Exercise brief. Copy each line in the data that includes the word "AtomicBool".

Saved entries
-*-*-
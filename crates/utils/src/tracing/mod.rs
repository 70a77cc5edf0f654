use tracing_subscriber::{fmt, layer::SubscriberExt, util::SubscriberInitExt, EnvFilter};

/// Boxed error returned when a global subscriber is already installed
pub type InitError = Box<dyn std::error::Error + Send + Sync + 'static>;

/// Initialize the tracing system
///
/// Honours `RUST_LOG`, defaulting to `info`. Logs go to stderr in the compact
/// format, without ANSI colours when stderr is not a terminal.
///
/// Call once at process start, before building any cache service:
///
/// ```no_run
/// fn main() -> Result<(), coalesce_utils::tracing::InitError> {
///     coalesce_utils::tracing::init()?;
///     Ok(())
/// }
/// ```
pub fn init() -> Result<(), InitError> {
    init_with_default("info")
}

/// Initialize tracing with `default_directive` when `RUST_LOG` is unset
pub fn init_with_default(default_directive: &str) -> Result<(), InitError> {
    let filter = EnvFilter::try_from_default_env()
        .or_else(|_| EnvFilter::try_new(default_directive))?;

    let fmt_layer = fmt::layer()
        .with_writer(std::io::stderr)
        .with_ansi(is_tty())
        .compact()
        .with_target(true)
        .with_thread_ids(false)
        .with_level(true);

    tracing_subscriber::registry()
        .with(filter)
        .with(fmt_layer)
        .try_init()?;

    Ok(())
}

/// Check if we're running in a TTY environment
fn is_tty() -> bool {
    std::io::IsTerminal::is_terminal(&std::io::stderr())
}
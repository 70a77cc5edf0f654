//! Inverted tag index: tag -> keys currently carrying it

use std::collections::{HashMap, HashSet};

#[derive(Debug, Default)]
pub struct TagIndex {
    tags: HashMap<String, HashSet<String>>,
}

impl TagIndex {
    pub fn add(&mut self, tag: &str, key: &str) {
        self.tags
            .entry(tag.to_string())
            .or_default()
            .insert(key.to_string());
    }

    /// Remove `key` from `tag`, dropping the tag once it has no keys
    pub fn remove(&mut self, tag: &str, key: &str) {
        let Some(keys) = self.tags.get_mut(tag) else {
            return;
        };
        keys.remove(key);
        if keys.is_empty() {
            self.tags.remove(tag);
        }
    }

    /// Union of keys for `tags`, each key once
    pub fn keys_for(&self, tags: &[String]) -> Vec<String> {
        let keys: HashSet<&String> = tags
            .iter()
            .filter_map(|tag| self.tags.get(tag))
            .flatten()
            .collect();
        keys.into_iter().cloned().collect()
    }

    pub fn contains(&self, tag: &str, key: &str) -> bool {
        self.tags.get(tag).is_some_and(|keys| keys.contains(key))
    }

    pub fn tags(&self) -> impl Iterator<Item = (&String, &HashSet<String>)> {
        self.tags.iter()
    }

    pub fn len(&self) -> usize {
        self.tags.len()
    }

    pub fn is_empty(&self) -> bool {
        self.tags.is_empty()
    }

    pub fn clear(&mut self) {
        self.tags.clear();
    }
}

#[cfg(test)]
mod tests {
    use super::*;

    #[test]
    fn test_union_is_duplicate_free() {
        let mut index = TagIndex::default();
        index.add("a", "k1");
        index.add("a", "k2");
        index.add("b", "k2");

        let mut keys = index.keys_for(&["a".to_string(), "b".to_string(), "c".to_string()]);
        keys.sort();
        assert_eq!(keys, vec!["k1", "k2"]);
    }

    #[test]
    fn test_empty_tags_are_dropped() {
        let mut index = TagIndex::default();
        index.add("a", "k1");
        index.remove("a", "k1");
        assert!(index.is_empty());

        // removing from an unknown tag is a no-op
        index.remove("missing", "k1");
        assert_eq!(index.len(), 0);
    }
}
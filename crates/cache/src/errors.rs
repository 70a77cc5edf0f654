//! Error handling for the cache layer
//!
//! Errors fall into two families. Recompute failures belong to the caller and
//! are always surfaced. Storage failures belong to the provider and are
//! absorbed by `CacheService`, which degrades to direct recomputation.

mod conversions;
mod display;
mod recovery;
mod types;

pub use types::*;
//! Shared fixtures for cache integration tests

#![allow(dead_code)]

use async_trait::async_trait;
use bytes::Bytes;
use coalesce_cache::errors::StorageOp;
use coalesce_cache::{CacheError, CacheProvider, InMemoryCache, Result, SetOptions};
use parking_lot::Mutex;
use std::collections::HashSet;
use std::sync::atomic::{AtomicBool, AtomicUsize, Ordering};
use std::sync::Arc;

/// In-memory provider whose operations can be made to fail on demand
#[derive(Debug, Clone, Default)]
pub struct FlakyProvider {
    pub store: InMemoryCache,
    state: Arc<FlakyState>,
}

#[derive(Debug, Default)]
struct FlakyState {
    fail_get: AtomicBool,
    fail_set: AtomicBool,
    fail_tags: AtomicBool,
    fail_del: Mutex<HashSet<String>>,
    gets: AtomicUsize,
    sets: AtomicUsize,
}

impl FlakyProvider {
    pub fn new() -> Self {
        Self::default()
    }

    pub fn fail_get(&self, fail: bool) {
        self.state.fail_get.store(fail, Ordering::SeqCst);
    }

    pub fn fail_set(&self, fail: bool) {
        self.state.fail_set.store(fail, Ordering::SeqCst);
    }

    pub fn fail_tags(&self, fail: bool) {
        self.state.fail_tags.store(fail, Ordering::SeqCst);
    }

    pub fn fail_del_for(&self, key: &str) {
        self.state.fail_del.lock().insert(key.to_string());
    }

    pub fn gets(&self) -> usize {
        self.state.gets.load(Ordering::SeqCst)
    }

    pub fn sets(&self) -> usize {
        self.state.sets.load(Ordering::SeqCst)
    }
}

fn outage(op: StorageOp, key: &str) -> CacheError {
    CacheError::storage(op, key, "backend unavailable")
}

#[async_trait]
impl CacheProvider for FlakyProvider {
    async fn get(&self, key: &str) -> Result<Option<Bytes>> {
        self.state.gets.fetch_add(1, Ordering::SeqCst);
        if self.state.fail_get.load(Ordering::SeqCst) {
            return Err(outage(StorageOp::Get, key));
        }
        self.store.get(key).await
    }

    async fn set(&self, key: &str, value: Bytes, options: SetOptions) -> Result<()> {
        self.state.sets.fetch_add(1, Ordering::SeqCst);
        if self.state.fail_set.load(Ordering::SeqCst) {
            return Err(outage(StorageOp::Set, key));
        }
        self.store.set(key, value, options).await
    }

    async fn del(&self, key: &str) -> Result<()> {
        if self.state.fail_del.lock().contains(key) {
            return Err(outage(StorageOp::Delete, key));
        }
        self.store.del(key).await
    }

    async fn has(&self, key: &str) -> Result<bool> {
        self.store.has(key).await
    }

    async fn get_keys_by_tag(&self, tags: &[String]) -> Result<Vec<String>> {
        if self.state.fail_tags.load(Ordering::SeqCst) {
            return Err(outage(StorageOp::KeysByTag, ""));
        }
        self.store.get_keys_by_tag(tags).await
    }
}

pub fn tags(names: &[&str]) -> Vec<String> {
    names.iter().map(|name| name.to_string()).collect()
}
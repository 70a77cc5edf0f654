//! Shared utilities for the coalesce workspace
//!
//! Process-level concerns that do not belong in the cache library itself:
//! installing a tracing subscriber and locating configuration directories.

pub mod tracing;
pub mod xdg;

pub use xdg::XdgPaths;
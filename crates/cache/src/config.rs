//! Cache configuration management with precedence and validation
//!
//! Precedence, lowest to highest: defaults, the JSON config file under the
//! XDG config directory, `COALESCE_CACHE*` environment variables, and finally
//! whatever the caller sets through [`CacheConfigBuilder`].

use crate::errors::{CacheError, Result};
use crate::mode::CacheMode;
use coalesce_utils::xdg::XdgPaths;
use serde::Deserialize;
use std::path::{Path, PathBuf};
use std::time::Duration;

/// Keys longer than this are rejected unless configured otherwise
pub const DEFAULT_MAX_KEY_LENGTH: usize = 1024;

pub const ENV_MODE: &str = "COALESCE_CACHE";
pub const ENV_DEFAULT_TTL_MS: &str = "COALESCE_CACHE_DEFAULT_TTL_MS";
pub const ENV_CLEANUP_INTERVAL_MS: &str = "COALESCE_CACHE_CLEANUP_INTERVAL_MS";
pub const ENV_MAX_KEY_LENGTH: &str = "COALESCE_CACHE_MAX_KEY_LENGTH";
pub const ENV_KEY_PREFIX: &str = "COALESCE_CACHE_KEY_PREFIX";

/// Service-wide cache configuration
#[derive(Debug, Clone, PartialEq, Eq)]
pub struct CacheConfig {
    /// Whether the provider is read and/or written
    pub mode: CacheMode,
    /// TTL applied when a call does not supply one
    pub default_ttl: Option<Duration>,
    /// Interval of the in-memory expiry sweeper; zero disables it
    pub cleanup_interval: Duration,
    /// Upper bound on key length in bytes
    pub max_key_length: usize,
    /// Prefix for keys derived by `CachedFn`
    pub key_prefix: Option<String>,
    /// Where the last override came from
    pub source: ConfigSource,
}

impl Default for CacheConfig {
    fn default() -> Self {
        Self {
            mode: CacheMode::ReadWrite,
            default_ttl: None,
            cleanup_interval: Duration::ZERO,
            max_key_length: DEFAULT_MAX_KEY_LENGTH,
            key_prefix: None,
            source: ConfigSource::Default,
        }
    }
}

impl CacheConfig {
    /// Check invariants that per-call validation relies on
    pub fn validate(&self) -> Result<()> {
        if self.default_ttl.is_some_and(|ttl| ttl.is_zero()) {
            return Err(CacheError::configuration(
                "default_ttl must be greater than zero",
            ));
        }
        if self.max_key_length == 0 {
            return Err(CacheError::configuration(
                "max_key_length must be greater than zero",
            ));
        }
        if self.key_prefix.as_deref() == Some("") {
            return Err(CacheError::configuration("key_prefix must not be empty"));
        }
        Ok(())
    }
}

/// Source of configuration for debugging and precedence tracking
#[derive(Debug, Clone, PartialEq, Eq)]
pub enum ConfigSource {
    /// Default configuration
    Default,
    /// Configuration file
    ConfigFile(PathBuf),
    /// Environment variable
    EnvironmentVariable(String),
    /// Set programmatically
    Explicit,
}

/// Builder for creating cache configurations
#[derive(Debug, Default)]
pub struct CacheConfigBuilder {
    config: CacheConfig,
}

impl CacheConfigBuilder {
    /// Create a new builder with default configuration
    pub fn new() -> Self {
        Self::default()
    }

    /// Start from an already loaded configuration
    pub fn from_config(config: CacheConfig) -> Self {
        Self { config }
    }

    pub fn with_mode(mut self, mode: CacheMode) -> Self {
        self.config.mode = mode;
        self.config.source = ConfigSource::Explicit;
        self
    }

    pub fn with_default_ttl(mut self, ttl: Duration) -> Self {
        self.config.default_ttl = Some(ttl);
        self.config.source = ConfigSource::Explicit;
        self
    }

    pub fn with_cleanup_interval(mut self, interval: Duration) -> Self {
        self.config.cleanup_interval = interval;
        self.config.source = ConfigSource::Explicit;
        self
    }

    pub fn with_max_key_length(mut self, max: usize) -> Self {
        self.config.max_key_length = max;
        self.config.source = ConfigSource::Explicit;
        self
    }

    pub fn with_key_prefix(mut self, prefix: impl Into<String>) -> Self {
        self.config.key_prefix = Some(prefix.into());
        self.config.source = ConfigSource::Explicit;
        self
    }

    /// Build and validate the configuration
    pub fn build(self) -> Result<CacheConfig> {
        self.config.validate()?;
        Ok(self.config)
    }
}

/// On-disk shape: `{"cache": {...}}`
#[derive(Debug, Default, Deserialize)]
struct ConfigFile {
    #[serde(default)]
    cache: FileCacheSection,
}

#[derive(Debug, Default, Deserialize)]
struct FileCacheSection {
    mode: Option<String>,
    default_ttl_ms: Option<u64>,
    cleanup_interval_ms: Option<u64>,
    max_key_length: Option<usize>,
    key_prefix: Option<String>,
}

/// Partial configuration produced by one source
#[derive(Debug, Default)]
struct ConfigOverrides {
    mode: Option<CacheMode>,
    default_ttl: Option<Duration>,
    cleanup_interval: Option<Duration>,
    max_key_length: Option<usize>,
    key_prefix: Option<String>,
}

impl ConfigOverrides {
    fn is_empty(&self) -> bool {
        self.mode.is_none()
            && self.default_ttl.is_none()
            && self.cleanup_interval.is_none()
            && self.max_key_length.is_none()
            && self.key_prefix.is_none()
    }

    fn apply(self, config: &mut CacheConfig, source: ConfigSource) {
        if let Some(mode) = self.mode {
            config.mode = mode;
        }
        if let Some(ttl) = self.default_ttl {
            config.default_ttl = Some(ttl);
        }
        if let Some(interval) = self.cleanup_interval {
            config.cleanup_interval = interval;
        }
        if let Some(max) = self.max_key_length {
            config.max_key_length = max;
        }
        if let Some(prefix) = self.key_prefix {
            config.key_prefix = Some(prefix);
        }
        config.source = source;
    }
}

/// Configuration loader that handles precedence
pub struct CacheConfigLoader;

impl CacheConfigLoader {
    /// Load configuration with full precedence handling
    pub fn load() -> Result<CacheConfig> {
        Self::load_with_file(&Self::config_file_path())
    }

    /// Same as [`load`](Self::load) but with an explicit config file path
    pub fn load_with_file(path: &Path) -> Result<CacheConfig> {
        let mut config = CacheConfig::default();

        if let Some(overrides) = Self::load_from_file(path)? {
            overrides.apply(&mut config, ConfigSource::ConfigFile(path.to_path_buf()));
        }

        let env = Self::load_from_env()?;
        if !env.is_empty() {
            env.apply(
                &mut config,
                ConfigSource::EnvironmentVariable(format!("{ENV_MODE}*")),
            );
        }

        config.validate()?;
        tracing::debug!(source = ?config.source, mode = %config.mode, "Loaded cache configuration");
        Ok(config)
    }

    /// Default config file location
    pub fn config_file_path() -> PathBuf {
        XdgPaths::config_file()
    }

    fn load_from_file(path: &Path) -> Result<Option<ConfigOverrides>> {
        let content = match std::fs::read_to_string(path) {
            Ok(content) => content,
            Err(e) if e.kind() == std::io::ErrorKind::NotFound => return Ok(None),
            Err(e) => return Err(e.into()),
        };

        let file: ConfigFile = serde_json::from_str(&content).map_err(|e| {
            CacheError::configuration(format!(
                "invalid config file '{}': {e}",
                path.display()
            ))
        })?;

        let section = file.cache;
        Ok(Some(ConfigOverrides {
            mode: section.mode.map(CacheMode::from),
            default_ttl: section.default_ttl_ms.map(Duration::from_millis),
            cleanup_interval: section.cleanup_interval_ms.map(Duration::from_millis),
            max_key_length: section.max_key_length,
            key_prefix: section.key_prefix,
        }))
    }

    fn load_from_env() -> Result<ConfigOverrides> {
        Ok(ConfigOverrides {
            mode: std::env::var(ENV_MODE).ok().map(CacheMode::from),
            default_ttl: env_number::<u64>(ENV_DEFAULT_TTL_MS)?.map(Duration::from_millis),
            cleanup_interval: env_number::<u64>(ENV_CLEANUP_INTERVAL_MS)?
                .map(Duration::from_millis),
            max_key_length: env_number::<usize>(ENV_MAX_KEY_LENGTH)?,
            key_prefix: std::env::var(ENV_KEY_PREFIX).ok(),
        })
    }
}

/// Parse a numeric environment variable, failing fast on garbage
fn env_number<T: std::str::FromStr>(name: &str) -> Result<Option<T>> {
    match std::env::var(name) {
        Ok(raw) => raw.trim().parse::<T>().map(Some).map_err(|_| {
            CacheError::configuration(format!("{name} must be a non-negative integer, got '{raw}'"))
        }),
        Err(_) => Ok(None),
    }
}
-*-*-
Written answer.
use std::sync::atomic::{AtomicBool, AtomicUsize, Ordering};
    fail_get: AtomicBool,
    fail_set: AtomicBool,
    fail_tags: AtomicBool,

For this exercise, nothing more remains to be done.